Wherever a line in the data below holds "impl", copy that line.

Stored data entries:
○ ○ ○ ○ ○

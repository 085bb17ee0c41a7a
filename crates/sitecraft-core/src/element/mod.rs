//! Placed page elements.

mod bounds;
mod content;

pub use bounds::{Bounds, BoundsPatch, MIN_ELEMENT_SIZE};
pub use content::{
    ElementContent, ElementKind, Feature, FeaturesContent, FieldKind, FormContent, FormField,
    GalleryContent, HeroContent, ImageContent, TestimonialContent, VideoContent,
};

use crate::project::PageId;
use serde::{Deserialize, Serialize};
use std::collections::BTreeMap;
use uuid::Uuid;

/// Unique identifier for elements.
pub type ElementId = Uuid;

/// CSS-like style properties, keyed by camelCase property name.
pub type StyleMap = BTreeMap<String, String>;

/// Style changes: `Some` sets a property, `None` removes it.
pub type StylePatch = BTreeMap<String, Option<String>>;

/// A positioned, styled content unit on a page.
#[derive(Debug, Clone, PartialEq, Serialize, Deserialize)]
#[serde(rename_all = "camelCase")]
pub struct Element {
    pub id: ElementId,
    #[serde(flatten)]
    pub content: ElementContent,
    #[serde(default)]
    pub style: StyleMap,
    pub page_id: PageId,
    pub position: Bounds,
}

impl Element {
    /// Create an element with a fresh id.
    pub fn new(page_id: PageId, content: ElementContent, style: StyleMap, position: Bounds) -> Self {
        Self {
            id: Uuid::new_v4(),
            content,
            style,
            page_id,
            position: position.with_min_size(MIN_ELEMENT_SIZE),
        }
    }

    pub fn kind(&self) -> ElementKind {
        self.content.kind()
    }

    /// Merge `update` into this element. Position and style are merged
    /// field by field; content is replaced.
    pub fn apply_update(&mut self, update: &ElementUpdate, min_size: f64) {
        if let Some(content) = &update.content {
            self.content = content.clone();
        }
        if let Some(patch) = &update.style {
            for (property, value) in patch {
                match value {
                    Some(value) => {
                        self.style.insert(property.clone(), value.clone());
                    }
                    None => {
                        self.style.remove(property);
                    }
                }
            }
        }
        if let Some(patch) = &update.position {
            self.position = patch.apply(self.position).with_min_size(min_size);
        }
    }
}

/// Input for adding an element; the store assigns the id.
#[derive(Debug, Clone, PartialEq)]
pub struct NewElement {
    pub content: ElementContent,
    pub style: StyleMap,
    pub page_id: PageId,
    pub position: Bounds,
}

impl NewElement {
    pub fn new(page_id: PageId, content: ElementContent, position: Bounds) -> Self {
        Self {
            content,
            style: StyleMap::new(),
            page_id,
            position,
        }
    }

    pub fn with_style(mut self, style: StyleMap) -> Self {
        self.style = style;
        self
    }

    /// Assign a fresh id.
    pub fn into_element(self) -> Element {
        Element::new(self.page_id, self.content, self.style, self.position)
    }
}

/// Partial update for an [`Element`].
#[derive(Debug, Clone, Default, PartialEq, Serialize, Deserialize)]
pub struct ElementUpdate {
    #[serde(default, skip_serializing_if = "Option::is_none")]
    pub content: Option<ElementContent>,
    #[serde(default, skip_serializing_if = "Option::is_none")]
    pub style: Option<StylePatch>,
    #[serde(default, skip_serializing_if = "Option::is_none")]
    pub position: Option<BoundsPatch>,
}

impl ElementUpdate {
    pub fn new() -> Self {
        Self::default()
    }

    pub fn with_content(mut self, content: ElementContent) -> Self {
        self.content = Some(content);
        self
    }

    pub fn with_position(mut self, patch: impl Into<BoundsPatch>) -> Self {
        self.position = Some(patch.into());
        self
    }

    /// Set one style property.
    pub fn set_style(mut self, property: impl Into<String>, value: impl Into<String>) -> Self {
        self.style
            .get_or_insert_with(StylePatch::new)
            .insert(property.into(), Some(value.into()));
        self
    }

    /// Remove one style property.
    pub fn remove_style(mut self, property: impl Into<String>) -> Self {
        self.style
            .get_or_insert_with(StylePatch::new)
            .insert(property.into(), None);
        self
    }

    /// Merge a whole style map (every entry is set).
    pub fn with_styles(mut self, styles: &StyleMap) -> Self {
        let patch = self.style.get_or_insert_with(StylePatch::new);
        for (property, value) in styles {
            patch.insert(property.clone(), Some(value.clone()));
        }
        self
    }

    pub fn is_empty(&self) -> bool {
        self.content.is_none()
            && self.style.as_ref().is_none_or(|s| s.is_empty())
            && self.position.is_none_or(|p| p.is_empty())
    }

    /// Whether the update carries a position and nothing else.
    pub fn is_position_only(&self) -> bool {
        self.position.is_some()
            && self.content.is_none()
            && self.style.as_ref().is_none_or(|s| s.is_empty())
    }
}

#[cfg(test)]
mod tests {
    use super::*;

    fn text_element() -> Element {
        let mut style = StyleMap::new();
        style.insert("color".into(), "#000000".into());
        style.insert("fontSize".into(), "16px".into());
        Element::new(
            Uuid::new_v4(),
            ElementContent::Text("Hello".into()),
            style,
            Bounds::new(50.0, 50.0, 300.0, 200.0),
        )
    }

    #[test]
    fn test_new_element_respects_min_size() {
        let el = Element::new(
            Uuid::new_v4(),
            ElementContent::Container,
            StyleMap::new(),
            Bounds::new(0.0, 0.0, 5.0, 5.0),
        );
        assert_eq!(el.position.width, MIN_ELEMENT_SIZE);
        assert_eq!(el.position.height, MIN_ELEMENT_SIZE);
    }

    #[test]
    fn test_style_patch_sets_and_removes() {
        let mut el = text_element();
        let update = ElementUpdate::new()
            .set_style("color", "#ff0000")
            .remove_style("fontSize")
            .set_style("padding", "8px");
        el.apply_update(&update, MIN_ELEMENT_SIZE);

        assert_eq!(el.style.get("color").map(String::as_str), Some("#ff0000"));
        assert_eq!(el.style.get("padding").map(String::as_str), Some("8px"));
        assert!(!el.style.contains_key("fontSize"));
    }

    #[test]
    fn test_position_is_shallow_merged() {
        let mut el = text_element();
        el.apply_update(
            &ElementUpdate::new().with_position(BoundsPatch::origin(10.0, 12.0)),
            MIN_ELEMENT_SIZE,
        );
        assert_eq!(el.position, Bounds::new(10.0, 12.0, 300.0, 200.0));

        el.apply_update(
            &ElementUpdate::new().with_position(BoundsPatch::size(1.0, 90.0)),
            MIN_ELEMENT_SIZE,
        );
        assert_eq!(el.position, Bounds::new(10.0, 12.0, MIN_ELEMENT_SIZE, 90.0));
    }

    #[test]
    fn test_update_classification_helpers() {
        assert!(ElementUpdate::new().is_empty());
        assert!(ElementUpdate::new().with_position(BoundsPatch::origin(1.0, 1.0)).is_position_only());
        let mixed = ElementUpdate::new()
            .with_position(BoundsPatch::origin(1.0, 1.0))
            .set_style("color", "red");
        assert!(!mixed.is_position_only());
    }

    #[test]
    fn test_element_json_shape() {
        let el = text_element();
        let value = serde_json::to_value(&el).unwrap();
        assert_eq!(value["type"], "texte");
        assert_eq!(value["content"], "Hello");
        assert!(value.get("pageId").is_some());
        assert_eq!(value["position"]["width"], 300.0);

        let back: Element = serde_json::from_value(value).unwrap();
        assert_eq!(back, el);
    }
}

○ ○ ○ ○ ○

Written reply:
impl Element {
impl NewElement {
impl ElementUpdate {
    pub fn with_position(mut self, patch: impl Into<BoundsPatch>) -> Self {
    pub fn set_style(mut self, property: impl Into<String>, value: impl Into<String>) -> Self {
    pub fn remove_style(mut self, property: impl Into<String>) -> Self {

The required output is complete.